桂川通信コメント
桂川通信コメント
作成日:2013/11/09
田舎と街



 行政協力の一環としての「年金調査」で、きのう京都府南部のとある自治体への7回目の訪問を済ませてきました。計43軒の調査対象の9割方を訪ね、6割弱の方々から回答をいただいています。あと3回ほど通えば、調査は予定通りに終わらせそうです。

 奈良県生駒市の自宅から車で1時間強。とある大字の区域を徒歩と車で周回します。小道が集落をどうつないでいるのか、誰の家がどこにあるのか、大体のことは分かってきました。一帯を回ったうちで、お年寄りの一人暮らしは3分の1ほど、付かず離れずで連なっている家々で、人が住む気配のない廃屋は5軒のうち1軒ほどでした。

 府南部ですから、メインの産業はお茶の栽培のようです。いたるところに茶畑があり、緑豊かな農村風景が満喫できます。昼食がとれる食堂こそ近くには見当たらないものの、応対してくださる各戸の方々はほぼ全員が丁寧で親切で律儀。いやな思いをすることはほとんどありません。そんななかでつくづく思うのは、田舎の人は生まれる場所、生まれる家を自分では選べないという、当然至極のことです。

 もっとも「自分で選べない」というのは、田舎も街中も(あるいは地球上のどこであろうとも)ほとんど同じ。
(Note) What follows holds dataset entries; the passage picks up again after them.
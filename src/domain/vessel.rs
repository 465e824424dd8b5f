//! Validated vessel and sale forms consumed by the P&L engine.

use crate::domain::{
    Counterparty, DealType, Decimal, Hedge, Product, SaleId, SaleRecord, SupplierRef,
    VesselId, VesselRecord,
};
use crate::error::EngineError;
use std::str::FromStr;
use tracing::warn;

/// Largest magnitude accepted for any volume, price or premium.
///
/// Keeps every product and running sum in the engine far inside the range of
/// the underlying 96-bit decimal.
pub const MAX_FIGURE: i64 = 1_000_000_000;

/// Accept a price or premium, which may be negative, if within [`MAX_FIGURE`].
pub fn check_price(field: &'static str, value: Decimal) -> Result<Decimal, EngineError> {
    if value.abs() > Decimal::from(MAX_FIGURE) {
        return Err(EngineError::OutOfRange { field, value });
    }
    Ok(value)
}

/// Accept a volume in `0..=MAX_FIGURE`.
pub fn check_volume(field: &'static str, value: Decimal) -> Result<Decimal, EngineError> {
    if value.is_negative() {
        return Err(EngineError::OutOfRange { field, value });
    }
    check_price(field, value)
}

fn check_hedges(field: &'static str, hedges: &[Hedge]) -> Result<(), EngineError> {
    for hedge in hedges {
        check_volume(field, hedge.volume)?;
        check_price(field, hedge.price)?;
    }
    Ok(())
}

/// How the purchase side of a vessel was priced.
#[derive(Debug, Clone, Copy, PartialEq, Eq)]
pub enum PurchasePricing {
    /// Premium over futures, in the product's native quote.
    Premium(Decimal),
    /// Outright flat price.
    Flat(Decimal),
    /// Not priced yet.
    Unpriced,
}

impl PurchasePricing {
    /// Purchase premium used for premium P&L. Zero unless premium-priced.
    pub fn premium(&self) -> Decimal {
        match self {
            PurchasePricing::Premium(p) => *p,
            PurchasePricing::Flat(_) | PurchasePricing::Unpriced => Decimal::zero(),
        }
    }

    pub fn flat_price(&self) -> Option<Decimal> {
        match self {
            PurchasePricing::Flat(price) => Some(*price),
            _ => None,
        }
    }
}

/// How a sale was priced.
#[derive(Debug, Clone, Copy, PartialEq, Eq)]
pub enum SalePricing {
    Premium(Decimal),
    Flat(Option<Decimal>),
}

#[derive(Debug, Clone, PartialEq, Eq)]
pub struct Sale {
    pub id: SaleId,
    pub counterparty: Counterparty,
    pub volume: Decimal,
    pub pricing: SalePricing,
    pub hedges: Vec<Hedge>,
}

impl Sale {
    pub fn deal_type(&self) -> DealType {
        match self.pricing {
            SalePricing::Premium(_) => DealType::Premium,
            SalePricing::Flat(_) => DealType::Flat,
        }
    }

    /// Sale premium when premium-priced.
    pub fn premium(&self) -> Option<Decimal> {
        match self.pricing {
            SalePricing::Premium(p) => Some(p),
            SalePricing::Flat(_) => None,
        }
    }
}

impl TryFrom<&SaleRecord> for Sale {
    type Error = EngineError;

    fn try_from(record: &SaleRecord) -> Result<Self, EngineError> {
        check_volume("sale volume", record.volume)?;
        if let Some(premium) = record.sale_premium {
            check_price("sale premium", premium)?;
        }
        if let Some(flat) = record.sale_flat_price {
            check_price("sale flat price", flat)?;
        }
        check_hedges("sale hedge", &record.hedges)?;

        let pricing = match record.deal_type {
            DealType::Premium => {
                SalePricing::Premium(record.sale_premium.unwrap_or_else(Decimal::zero))
            }
            DealType::Flat => SalePricing::Flat(record.sale_flat_price),
        };

        Ok(Sale {
            id: record.id,
            counterparty: record.counterparty.clone(),
            volume: record.volume,
            pricing,
            hedges: record.hedges.clone(),
        })
    }
}

/// A purchased cargo with a resolved product and pricing.
#[derive(Debug, Clone, PartialEq, Eq)]
pub struct Vessel {
    pub id: VesselId,
    pub name: String,
    pub product: Product,
    pub volume: Decimal,
    pub pricing: PurchasePricing,
    pub supplier: Option<SupplierRef>,
    pub purchase_hedges: Vec<Hedge>,
    pub sales: Vec<Sale>,
}

impl Vessel {
    /// Drop every sale not allocated to `counterparty`. Purchase-side data is kept.
    pub fn retain_sales_for(&mut self, counterparty: &Counterparty) {
        self.sales.retain(|sale| &sale.counterparty == counterparty);
    }

    /// Sale-side hedges flattened across all sales.
    pub fn sale_hedges(&self) -> impl Iterator<Item = &Hedge> {
        self.sales.iter().flat_map(|sale| sale.hedges.iter())
    }
}

impl VesselRecord {
    /// Resolve the product code and pricing variants.
    ///
    /// # Errors
    /// Returns `EngineError::UnknownProduct` if the product code is not in the
    /// reference tables, and `EngineError::OutOfRange` for a negative volume or
    /// a figure beyond [`MAX_FIGURE`].
    pub fn validate(&self) -> Result<Vessel, EngineError> {
        let product = Product::from_str(&self.product)?;
        check_volume("vessel volume", self.volume)?;
        if let Some(premium) = self.purchase_premium {
            check_price("purchase premium", premium)?;
        }
        if let Some(flat) = self.purchase_flat_price {
            check_price("purchase flat price", flat)?;
        }
        check_hedges("purchase hedge", &self.purchase_hedges)?;

        let pricing = match (self.purchase_premium, self.purchase_flat_price) {
            (Some(premium), flat) => {
                if flat.is_some() {
                    warn!(
                        vessel_id = %self.id,
                        "Vessel carries both a purchase premium and a flat price, using the premium"
                    );
                }
                PurchasePricing::Premium(premium)
            }
            (None, Some(flat)) => PurchasePricing::Flat(flat),
            (None, None) => PurchasePricing::Unpriced,
        };

        Ok(Vessel {
            id: self.id,
            name: self.name.clone(),
            product,
            volume: self.volume,
            pricing,
            supplier: self.supplier.clone(),
            purchase_hedges: self.purchase_hedges.clone(),
            sales: self
                .sales
                .iter()
                .map(Sale::try_from)
                .collect::<Result<_, _>>()?,
        })
    }
}

#[cfg(test)]
mod tests {
    use super::*;

    fn d(s: &str) -> Decimal {
        Decimal::from_str_canonical(s).unwrap()
    }

    fn record(product: &str) -> VesselRecord {
        VesselRecord {
            id: VesselId::new(1),
            name: "MV Test".to_string(),
            product: product.to_string(),
            volume: d("1000"),
            purchase_premium: None,
            purchase_flat_price: None,
            supplier: None,
            purchase_hedges: vec![],
            sales: vec![],
        }
    }

    fn sale(counterparty: &str, deal_type: DealType) -> SaleRecord {
        SaleRecord {
            id: SaleId::new(1),
            counterparty: Counterparty::new(counterparty),
            deal_type,
            volume: d("100"),
            sale_premium: None,
            sale_flat_price: Some(d("210")),
            hedges: vec![],
        }
    }

    #[test]
    fn test_validate_resolves_pricing_variants() {
        let mut r = record("corn");
        assert_eq!(r.validate().unwrap().pricing, PurchasePricing::Unpriced);

        r.purchase_flat_price = Some(d("205"));
        assert_eq!(r.validate().unwrap().pricing, PurchasePricing::Flat(d("205")));

        r.purchase_premium = Some(d("30"));
        assert_eq!(
            r.validate().unwrap().pricing,
            PurchasePricing::Premium(d("30"))
        );
    }

    #[test]
    fn test_non_premium_purchase_contributes_zero_premium() {
        assert_eq!(PurchasePricing::Flat(d("205")).premium(), Decimal::zero());
        assert_eq!(PurchasePricing::Unpriced.premium(), Decimal::zero());
        assert_eq!(PurchasePricing::Premium(d("12")).premium(), d("12"));
    }

    #[test]
    fn test_validate_unknown_product() {
        let err = record("sunflower").validate().unwrap_err();
        assert_eq!(err, EngineError::UnknownProduct("sunflower".to_string()));
    }

    #[test]
    fn test_premium_sale_without_premium_resolves_to_zero() {
        let s = Sale::try_from(&sale("ADM", DealType::Premium)).unwrap();
        assert_eq!(s.pricing, SalePricing::Premium(Decimal::zero()));
        assert_eq!(s.deal_type(), DealType::Premium);

        let f = Sale::try_from(&sale("ADM", DealType::Flat)).unwrap();
        assert_eq!(f.pricing, SalePricing::Flat(Some(d("210"))));
        assert!(f.premium().is_none());
    }

    #[test]
    fn test_retain_sales_for_counterparty() {
        let mut r = record("wheat");
        r.sales = vec![sale("ADM", DealType::Flat), sale("Bunge", DealType::Flat)];
        let mut vessel = r.validate().unwrap();

        vessel.retain_sales_for(&Counterparty::new("Bunge"));
        assert_eq!(vessel.sales.len(), 1);
        assert_eq!(vessel.sales[0].counterparty.as_str(), "Bunge");
        assert_eq!(vessel.volume, d("1000"));
    }

    #[test]
    fn test_validate_rejects_negative_volumes() {
        let mut r = record("corn");
        r.volume = d("-1");
        assert_eq!(
            r.validate().unwrap_err(),
            EngineError::OutOfRange {
                field: "vessel volume",
                value: d("-1")
            }
        );

        let mut r = record("corn");
        let mut s = sale("ADM", DealType::Flat);
        s.hedges = vec![Hedge::new(d("-10"), d("450"), 0)];
        r.sales = vec![s];
        assert!(matches!(
            r.validate(),
            Err(EngineError::OutOfRange { field: "sale hedge", .. })
        ));
    }

    #[test]
    fn test_validate_bounds_figure_magnitude() {
        let mut r = record("wheat");
        r.purchase_premium = Some(d("-25"));
        r.purchase_hedges = vec![Hedge::new(d("1000000000"), d("220"), 0)];
        assert!(r.validate().is_ok());

        r.purchase_hedges = vec![Hedge::new(d("1000"), d("1000000000000000"), 0)];
        assert!(matches!(
            r.validate(),
            Err(EngineError::OutOfRange { field: "purchase hedge", .. })
        ));

        let mut r = record("wheat");
        r.volume = d("79228162514264337593543950335");
        assert!(r.validate().is_err());
    }
}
ただ、街中は育ったあと、一見選択肢が多いように思えるところが違います。田舎を捨て、または住めなくなって域外に出る方々が再び生まれ故郷に戻るパターンは、メディアが注目するほどに多くはない。多くないからこそメディアが報じる、と言ってもいいでしょう。Uターン、Iターン、Jターンは大勢にはなりえていないわけで、都市化の吸引力・趨勢はどこであろうと、とどめようがなくなっています。
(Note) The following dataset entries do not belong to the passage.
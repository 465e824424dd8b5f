use cargo_pnl::{api, config::Config, db::init_db, Repository};
use std::net::SocketAddr;
use std::sync::Arc;

#[tokio::main]
async fn main() {
    tracing_subscriber::fmt()
        .with_env_filter(
            tracing_subscriber::EnvFilter::from_default_env()
                .add_directive(tracing_subscriber::filter::LevelFilter::INFO.into()),
        )
        .init();

    let config = match Config::from_env() {
        Ok(cfg) => cfg,
        Err(e) => {
            eprintln!("Configuration error: {}", e);
            std::process::exit(1);
        }
    };

    let pool = match init_db(&config.database_path).await {
        Ok(p) => p,
        Err(e) => {
            eprintln!("Failed to initialize vessel store: {}", e);
            std::process::exit(1);
        }
    };

    let addr = SocketAddr::new(config.bind_addr, config.port);
    let repo = Arc::new(Repository::new(pool));
    let app = api::create_router(api::AppState::new(repo, config));

    let listener = match tokio::net::TcpListener::bind(&addr).await {
        Ok(l) => l,
        Err(e) => {
            eprintln!("Failed to bind to {}: {}", addr, e);
            std::process::exit(1);
        }
    };

    tracing::info!("P&L service listening on {}", addr);

    if let Err(e) = axum::serve(listener, app).await {
        eprintln!("Server error: {}", e);
        std::process::exit(1);
    }
}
 「創造的過疎」などという空疎な空論を語る学者さんがおり、一方で、現に家族の多くが残り、規模拡大でばりばり頑張っている農家や漁家、林業経営者が少数ながらおられることも承知。しかし、私は10年以上「地域経済論」をテーマにさまざまに調べ、リポートしてきました。年金調査で久し振りに田舎に通い、上記のようなことどもを漫然と考えざるをえなくなっています。